:: ENTRIES SHOWN ::
┄┄┄┄┄┄┄┄┄┄┄┄┄┄┄┄┄┄┄┄

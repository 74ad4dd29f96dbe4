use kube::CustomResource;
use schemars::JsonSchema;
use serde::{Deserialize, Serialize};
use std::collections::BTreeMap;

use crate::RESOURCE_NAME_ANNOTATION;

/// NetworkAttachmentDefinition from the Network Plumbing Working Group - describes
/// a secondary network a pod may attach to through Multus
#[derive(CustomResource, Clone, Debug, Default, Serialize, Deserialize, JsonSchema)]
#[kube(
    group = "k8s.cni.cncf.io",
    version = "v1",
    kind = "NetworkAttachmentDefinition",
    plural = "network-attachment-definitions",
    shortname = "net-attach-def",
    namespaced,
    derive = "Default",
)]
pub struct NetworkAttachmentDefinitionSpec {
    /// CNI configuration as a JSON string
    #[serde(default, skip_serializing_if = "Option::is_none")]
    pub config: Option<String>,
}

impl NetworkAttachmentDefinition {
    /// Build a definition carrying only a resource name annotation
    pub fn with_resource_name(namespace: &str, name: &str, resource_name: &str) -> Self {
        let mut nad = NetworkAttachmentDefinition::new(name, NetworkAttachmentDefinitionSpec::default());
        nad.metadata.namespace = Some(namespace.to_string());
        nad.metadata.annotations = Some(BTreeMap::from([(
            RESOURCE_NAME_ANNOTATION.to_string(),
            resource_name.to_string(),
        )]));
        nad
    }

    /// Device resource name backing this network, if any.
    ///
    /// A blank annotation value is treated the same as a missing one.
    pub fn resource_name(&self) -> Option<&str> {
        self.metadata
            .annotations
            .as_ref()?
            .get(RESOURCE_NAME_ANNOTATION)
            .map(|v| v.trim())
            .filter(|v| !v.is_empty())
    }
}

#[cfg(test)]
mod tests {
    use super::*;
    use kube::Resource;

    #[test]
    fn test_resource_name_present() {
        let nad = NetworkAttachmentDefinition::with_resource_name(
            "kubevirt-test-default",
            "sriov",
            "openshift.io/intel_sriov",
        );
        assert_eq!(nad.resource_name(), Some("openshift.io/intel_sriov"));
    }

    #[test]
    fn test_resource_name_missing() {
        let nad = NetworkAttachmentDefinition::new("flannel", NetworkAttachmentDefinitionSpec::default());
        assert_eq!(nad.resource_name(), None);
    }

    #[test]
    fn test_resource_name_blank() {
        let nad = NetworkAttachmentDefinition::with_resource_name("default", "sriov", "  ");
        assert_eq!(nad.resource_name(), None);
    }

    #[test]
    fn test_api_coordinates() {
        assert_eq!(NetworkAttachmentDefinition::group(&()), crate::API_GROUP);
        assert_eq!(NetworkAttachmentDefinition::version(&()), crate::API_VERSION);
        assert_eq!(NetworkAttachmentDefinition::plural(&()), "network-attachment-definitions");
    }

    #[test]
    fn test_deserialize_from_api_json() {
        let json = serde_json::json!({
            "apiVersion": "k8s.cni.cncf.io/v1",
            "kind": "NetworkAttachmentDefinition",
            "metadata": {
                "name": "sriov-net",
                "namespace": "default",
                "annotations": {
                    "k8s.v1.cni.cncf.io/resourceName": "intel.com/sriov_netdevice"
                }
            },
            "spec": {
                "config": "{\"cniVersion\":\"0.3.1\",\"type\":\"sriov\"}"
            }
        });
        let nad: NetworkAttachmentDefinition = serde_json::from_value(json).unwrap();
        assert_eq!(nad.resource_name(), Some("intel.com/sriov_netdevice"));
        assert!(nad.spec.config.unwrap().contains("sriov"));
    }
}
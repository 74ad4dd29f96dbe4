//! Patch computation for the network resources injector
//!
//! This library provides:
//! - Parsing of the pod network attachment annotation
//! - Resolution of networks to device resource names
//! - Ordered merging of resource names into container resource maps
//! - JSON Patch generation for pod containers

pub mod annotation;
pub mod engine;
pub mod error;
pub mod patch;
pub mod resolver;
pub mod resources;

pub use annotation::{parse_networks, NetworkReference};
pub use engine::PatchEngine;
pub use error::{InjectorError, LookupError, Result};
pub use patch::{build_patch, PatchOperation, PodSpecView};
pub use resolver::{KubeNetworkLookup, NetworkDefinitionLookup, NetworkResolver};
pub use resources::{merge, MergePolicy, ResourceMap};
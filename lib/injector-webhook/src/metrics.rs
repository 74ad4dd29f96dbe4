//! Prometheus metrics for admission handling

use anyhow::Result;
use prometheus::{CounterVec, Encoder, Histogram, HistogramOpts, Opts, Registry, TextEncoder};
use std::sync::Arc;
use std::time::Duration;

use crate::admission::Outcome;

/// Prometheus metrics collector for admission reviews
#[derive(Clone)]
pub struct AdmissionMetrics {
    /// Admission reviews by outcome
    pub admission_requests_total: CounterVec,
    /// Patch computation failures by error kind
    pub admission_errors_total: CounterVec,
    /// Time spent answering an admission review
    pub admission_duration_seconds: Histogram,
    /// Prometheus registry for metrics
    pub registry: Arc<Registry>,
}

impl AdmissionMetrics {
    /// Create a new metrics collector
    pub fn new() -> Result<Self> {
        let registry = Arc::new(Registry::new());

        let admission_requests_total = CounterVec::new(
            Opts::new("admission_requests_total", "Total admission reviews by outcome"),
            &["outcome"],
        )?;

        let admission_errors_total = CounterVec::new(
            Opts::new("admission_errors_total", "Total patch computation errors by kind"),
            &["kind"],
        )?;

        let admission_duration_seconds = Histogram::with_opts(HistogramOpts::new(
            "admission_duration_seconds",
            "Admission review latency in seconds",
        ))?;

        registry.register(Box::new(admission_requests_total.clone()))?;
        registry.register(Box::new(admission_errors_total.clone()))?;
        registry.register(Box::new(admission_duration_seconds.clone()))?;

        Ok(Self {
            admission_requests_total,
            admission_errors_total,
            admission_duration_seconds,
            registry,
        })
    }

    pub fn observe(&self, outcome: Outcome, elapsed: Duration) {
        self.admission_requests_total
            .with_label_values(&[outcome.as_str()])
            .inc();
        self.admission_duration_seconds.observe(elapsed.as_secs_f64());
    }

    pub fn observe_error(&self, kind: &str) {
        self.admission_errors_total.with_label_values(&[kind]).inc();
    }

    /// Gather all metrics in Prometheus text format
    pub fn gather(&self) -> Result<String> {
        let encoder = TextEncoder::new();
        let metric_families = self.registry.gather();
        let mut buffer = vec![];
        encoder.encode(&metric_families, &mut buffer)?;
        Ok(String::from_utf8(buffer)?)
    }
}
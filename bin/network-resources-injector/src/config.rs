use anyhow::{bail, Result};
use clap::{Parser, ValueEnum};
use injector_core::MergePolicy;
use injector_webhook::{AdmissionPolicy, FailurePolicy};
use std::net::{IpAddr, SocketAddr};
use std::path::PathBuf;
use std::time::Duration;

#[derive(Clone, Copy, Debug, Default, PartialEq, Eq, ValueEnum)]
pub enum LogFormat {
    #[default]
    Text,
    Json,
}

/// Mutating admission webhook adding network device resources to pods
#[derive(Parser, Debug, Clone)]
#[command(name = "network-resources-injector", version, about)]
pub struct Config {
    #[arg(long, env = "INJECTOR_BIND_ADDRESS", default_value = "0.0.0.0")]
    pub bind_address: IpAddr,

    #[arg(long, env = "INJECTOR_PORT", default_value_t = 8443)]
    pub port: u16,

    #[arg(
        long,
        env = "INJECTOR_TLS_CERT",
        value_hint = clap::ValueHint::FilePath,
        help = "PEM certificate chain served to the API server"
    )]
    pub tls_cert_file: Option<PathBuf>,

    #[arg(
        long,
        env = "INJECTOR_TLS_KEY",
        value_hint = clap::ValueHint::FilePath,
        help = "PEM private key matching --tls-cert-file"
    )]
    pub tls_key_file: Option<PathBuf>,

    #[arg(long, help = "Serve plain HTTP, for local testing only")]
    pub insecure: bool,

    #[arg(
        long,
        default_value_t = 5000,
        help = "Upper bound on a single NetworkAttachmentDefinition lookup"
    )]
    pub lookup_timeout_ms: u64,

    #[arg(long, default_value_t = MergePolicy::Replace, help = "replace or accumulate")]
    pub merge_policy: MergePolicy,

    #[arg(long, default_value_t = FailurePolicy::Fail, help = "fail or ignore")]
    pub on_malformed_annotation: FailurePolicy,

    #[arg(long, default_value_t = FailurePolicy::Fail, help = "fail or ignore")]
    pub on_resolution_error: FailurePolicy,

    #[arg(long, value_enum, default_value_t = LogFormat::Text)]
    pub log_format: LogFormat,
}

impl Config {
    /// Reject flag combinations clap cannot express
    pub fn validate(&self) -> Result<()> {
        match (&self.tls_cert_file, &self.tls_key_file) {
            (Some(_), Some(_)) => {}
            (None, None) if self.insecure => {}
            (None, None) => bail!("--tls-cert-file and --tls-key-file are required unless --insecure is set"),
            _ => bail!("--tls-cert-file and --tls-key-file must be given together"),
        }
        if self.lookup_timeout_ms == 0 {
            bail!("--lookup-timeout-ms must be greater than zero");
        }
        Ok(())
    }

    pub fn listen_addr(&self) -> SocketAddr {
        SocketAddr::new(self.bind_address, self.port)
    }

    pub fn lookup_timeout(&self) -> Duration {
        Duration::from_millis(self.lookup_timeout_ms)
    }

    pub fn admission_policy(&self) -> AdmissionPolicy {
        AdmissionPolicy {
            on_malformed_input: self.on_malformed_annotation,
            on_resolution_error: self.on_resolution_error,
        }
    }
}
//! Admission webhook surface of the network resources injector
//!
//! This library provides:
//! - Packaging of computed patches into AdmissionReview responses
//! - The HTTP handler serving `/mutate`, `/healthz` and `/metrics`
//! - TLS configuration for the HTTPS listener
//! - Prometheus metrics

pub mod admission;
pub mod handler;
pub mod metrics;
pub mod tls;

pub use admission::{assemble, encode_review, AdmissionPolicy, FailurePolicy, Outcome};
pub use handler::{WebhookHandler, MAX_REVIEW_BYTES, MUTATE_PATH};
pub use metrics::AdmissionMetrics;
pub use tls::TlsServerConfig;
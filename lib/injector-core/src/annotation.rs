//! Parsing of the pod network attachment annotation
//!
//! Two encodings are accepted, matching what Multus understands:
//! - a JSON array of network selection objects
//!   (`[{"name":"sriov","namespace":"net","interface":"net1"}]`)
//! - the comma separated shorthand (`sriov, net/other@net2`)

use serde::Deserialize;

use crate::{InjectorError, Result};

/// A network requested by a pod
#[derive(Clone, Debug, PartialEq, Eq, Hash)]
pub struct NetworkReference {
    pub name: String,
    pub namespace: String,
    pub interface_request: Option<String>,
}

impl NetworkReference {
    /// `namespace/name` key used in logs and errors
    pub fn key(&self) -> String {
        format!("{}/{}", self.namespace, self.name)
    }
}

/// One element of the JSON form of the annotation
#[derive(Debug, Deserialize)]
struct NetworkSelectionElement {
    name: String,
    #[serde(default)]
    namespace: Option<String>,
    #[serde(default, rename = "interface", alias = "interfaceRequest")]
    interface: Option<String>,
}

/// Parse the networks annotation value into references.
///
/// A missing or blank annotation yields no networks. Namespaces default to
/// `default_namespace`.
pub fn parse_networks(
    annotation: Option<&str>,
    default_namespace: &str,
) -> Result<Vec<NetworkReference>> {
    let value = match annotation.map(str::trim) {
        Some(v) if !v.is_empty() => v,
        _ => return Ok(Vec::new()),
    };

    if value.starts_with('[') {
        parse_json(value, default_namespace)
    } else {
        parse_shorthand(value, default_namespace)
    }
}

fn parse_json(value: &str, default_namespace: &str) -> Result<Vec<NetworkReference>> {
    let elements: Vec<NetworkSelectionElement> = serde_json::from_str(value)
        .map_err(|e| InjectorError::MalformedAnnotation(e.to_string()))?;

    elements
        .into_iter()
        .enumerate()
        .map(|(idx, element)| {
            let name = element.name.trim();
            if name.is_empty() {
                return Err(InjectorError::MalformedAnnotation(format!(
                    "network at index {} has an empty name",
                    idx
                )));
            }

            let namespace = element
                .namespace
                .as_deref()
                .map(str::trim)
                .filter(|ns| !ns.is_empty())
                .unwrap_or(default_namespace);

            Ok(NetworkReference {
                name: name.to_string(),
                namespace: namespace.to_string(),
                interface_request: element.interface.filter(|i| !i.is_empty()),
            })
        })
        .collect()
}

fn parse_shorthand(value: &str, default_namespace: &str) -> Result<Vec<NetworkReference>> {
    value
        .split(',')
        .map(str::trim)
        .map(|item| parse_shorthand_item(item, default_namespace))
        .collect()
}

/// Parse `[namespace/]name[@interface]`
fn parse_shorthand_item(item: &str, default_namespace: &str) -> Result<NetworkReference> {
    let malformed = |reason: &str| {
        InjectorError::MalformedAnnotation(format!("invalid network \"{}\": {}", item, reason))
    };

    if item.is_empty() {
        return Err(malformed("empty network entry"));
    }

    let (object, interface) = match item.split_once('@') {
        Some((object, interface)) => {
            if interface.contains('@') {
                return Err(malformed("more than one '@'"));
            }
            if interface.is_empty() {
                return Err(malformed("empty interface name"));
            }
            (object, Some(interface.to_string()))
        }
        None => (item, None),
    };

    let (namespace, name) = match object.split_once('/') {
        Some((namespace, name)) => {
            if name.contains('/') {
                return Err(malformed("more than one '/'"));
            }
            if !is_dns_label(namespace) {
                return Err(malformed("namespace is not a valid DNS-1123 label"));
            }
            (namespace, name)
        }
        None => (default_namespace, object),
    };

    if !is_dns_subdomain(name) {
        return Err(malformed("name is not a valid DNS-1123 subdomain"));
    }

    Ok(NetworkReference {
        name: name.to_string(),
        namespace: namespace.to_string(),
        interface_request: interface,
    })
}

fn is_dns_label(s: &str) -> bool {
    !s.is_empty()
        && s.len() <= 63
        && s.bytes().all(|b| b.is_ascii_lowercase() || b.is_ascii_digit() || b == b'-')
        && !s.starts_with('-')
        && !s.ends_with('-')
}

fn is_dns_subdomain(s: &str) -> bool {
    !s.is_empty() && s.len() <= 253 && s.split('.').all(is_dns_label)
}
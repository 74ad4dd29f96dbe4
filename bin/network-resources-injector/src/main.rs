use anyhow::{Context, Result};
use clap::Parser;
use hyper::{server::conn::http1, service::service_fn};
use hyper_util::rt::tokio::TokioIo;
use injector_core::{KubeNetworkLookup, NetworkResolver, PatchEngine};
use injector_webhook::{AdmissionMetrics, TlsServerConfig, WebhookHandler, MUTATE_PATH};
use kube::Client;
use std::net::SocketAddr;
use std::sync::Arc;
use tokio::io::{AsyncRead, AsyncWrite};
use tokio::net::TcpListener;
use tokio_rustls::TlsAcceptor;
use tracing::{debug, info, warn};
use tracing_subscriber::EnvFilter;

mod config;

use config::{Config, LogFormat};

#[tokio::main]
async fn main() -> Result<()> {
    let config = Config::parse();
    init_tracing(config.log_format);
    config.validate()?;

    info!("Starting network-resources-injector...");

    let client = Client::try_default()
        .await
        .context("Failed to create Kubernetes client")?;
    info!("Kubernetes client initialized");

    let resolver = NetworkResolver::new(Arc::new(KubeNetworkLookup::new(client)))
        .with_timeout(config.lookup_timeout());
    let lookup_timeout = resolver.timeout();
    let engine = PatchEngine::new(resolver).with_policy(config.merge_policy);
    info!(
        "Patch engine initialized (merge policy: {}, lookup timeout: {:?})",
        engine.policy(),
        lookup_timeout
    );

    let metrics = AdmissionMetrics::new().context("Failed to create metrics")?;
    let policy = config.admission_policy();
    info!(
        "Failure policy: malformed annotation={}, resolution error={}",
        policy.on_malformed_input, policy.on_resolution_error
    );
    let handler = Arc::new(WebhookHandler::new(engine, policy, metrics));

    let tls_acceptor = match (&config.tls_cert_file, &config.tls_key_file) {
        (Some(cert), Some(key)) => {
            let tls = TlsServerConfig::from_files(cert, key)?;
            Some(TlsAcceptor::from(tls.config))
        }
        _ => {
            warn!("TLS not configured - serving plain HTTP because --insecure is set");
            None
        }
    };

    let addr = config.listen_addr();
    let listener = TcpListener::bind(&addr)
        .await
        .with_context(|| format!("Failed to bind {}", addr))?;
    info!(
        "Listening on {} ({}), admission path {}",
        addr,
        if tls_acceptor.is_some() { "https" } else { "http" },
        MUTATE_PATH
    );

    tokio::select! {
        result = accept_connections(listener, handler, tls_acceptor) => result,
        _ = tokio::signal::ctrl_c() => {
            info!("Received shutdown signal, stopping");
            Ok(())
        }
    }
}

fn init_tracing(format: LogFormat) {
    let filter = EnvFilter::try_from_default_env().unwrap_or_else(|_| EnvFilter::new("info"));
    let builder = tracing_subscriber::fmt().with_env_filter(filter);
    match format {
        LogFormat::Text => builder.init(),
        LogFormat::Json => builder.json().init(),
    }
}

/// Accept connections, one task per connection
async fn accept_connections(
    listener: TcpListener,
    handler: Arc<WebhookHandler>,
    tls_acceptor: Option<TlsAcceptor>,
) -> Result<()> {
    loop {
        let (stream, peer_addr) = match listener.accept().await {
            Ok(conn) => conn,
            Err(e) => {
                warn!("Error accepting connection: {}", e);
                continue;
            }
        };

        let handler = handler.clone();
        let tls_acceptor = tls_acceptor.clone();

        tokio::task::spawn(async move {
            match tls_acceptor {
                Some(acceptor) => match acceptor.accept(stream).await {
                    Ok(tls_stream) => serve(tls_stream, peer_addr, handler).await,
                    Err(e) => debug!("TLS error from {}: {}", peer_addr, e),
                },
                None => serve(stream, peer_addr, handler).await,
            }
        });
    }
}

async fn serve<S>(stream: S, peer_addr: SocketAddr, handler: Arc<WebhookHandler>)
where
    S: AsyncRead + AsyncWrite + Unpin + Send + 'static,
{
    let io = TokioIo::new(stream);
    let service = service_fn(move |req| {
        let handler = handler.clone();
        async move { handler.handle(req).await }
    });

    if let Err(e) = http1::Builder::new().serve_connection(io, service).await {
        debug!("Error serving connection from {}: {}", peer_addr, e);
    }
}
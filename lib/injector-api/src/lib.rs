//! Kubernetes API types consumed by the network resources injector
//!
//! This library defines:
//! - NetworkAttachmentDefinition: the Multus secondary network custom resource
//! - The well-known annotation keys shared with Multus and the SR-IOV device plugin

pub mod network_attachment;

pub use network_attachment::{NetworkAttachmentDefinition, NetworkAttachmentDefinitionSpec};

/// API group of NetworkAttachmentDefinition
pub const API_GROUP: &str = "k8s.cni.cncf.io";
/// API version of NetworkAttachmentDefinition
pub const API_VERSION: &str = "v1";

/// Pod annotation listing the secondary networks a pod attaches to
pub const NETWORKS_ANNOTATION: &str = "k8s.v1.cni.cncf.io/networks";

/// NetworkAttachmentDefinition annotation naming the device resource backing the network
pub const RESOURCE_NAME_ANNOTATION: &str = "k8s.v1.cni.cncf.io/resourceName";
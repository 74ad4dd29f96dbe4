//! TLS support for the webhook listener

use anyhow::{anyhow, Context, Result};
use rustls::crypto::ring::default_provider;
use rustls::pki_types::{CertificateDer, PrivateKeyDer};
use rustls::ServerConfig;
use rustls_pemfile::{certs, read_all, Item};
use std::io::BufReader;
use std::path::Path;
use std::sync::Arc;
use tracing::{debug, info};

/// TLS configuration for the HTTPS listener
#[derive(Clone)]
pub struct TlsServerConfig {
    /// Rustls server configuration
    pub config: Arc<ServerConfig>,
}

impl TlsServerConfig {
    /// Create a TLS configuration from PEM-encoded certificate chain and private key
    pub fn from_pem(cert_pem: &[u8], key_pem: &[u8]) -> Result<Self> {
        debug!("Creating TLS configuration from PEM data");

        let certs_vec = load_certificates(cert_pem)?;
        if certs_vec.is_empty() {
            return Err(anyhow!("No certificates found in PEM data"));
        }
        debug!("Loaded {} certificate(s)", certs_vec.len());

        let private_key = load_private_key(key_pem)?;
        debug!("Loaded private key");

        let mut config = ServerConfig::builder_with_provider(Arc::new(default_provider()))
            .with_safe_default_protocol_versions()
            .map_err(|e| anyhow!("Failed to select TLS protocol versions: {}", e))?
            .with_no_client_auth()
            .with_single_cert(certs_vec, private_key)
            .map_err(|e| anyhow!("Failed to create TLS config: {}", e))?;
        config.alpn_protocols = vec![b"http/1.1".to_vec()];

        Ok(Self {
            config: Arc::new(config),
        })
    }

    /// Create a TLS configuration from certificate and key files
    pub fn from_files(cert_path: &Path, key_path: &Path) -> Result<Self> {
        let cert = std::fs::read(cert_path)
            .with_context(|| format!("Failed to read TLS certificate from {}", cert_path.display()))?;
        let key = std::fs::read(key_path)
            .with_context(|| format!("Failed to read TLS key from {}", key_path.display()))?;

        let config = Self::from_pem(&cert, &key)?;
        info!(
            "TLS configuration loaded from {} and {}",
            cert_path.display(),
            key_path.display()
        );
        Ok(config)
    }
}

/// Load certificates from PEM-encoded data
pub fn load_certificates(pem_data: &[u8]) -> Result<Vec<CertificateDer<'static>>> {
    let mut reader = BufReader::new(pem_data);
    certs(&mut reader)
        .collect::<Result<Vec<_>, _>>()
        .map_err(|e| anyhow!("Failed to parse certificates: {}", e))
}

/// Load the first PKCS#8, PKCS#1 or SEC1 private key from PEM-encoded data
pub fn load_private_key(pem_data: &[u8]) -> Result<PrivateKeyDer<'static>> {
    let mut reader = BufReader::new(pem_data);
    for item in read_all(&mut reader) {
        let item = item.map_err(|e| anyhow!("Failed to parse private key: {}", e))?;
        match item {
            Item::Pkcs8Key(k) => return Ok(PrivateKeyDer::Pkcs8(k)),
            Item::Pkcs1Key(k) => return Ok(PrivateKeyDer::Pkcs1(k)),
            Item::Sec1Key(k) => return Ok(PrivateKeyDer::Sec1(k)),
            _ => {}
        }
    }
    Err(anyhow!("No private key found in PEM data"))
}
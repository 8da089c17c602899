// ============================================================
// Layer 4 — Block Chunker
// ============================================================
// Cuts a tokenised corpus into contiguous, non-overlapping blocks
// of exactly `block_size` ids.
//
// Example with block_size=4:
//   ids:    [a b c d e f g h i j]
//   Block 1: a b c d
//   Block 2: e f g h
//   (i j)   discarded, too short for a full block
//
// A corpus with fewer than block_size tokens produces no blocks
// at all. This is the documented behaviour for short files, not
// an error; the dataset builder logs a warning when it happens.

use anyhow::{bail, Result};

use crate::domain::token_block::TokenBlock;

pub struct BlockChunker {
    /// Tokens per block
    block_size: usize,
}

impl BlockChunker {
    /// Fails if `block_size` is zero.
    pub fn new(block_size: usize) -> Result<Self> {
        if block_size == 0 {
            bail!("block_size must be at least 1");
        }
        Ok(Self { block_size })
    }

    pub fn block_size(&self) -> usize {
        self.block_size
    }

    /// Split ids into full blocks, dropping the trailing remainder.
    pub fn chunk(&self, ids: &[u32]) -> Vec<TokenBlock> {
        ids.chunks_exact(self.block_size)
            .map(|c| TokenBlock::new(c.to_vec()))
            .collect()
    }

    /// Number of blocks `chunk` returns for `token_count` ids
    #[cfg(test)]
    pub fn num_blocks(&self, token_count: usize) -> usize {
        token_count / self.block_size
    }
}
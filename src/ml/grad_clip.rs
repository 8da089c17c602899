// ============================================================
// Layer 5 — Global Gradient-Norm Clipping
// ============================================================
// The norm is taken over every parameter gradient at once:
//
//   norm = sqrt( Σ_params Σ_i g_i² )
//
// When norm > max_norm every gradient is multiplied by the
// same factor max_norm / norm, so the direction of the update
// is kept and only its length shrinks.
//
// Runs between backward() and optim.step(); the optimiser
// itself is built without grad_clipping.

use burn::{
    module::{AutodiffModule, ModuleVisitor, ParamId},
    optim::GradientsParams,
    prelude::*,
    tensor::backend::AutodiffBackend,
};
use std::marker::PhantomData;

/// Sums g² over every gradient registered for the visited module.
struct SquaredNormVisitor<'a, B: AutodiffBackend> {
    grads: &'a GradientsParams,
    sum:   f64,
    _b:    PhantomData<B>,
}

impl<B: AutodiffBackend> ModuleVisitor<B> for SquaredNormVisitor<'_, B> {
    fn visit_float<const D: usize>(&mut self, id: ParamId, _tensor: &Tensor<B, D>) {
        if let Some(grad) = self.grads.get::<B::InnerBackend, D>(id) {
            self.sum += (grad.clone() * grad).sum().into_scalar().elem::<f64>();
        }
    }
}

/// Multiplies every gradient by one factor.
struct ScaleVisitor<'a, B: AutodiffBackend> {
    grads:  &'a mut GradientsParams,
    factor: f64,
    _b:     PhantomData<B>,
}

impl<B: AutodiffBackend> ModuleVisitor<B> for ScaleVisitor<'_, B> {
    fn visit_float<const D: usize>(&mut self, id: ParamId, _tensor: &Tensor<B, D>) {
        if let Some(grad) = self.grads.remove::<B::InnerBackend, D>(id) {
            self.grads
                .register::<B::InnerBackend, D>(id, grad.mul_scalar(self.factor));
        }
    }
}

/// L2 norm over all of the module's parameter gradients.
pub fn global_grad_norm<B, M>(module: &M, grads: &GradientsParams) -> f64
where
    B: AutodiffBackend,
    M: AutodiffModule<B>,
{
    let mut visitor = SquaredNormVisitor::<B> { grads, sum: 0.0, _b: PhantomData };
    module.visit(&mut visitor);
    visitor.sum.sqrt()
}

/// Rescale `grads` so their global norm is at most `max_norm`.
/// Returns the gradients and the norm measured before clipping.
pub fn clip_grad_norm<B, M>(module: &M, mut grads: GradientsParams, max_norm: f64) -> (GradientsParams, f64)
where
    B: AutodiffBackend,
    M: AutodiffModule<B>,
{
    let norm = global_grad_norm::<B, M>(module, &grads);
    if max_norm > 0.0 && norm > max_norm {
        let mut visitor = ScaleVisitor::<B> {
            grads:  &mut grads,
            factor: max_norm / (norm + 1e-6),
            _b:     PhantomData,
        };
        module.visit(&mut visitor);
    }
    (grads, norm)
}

┄┄┄┄┄┄┄┄┄┄┄┄┄┄┄┄┄┄┄┄

:: PROBLEM REQUIREMENTS ::
Set down the lines of the listing word for word, from its first line through the line containing "pub fn resource_name(&self)". Both of those lines belong in the answer, and no others do.

:: OUTPUT BELOW ::
repository 74ad4dd29f96dbe4
use kube::CustomResource;
use schemars::JsonSchema;
use serde::{Deserialize, Serialize};
use std::collections::BTreeMap;

use crate::RESOURCE_NAME_ANNOTATION;

/// NetworkAttachmentDefinition from the Network Plumbing Working Group - describes
/// a secondary network a pod may attach to through Multus
#[derive(CustomResource, Clone, Debug, Default, Serialize, Deserialize, JsonSchema)]
#[kube(
    group = "k8s.cni.cncf.io",
    version = "v1",
    kind = "NetworkAttachmentDefinition",
    plural = "network-attachment-definitions",
    shortname = "net-attach-def",
    namespaced,
    derive = "Default",
)]
pub struct NetworkAttachmentDefinitionSpec {
    /// CNI configuration as a JSON string
    #[serde(default, skip_serializing_if = "Option::is_none")]
    pub config: Option<String>,
}

impl NetworkAttachmentDefinition {
    /// Build a definition carrying only a resource name annotation
    pub fn with_resource_name(namespace: &str, name: &str, resource_name: &str) -> Self {
        let mut nad = NetworkAttachmentDefinition::new(name, NetworkAttachmentDefinitionSpec::default());
        nad.metadata.namespace = Some(namespace.to_string());
        nad.metadata.annotations = Some(BTreeMap::from([(
            RESOURCE_NAME_ANNOTATION.to_string(),
            resource_name.to_string(),
        )]));
        nad
    }

    /// Device resource name backing this network, if any.
    ///
    /// A blank annotation value is treated the same as a missing one.
    pub fn resource_name(&self) -> Option<&str> {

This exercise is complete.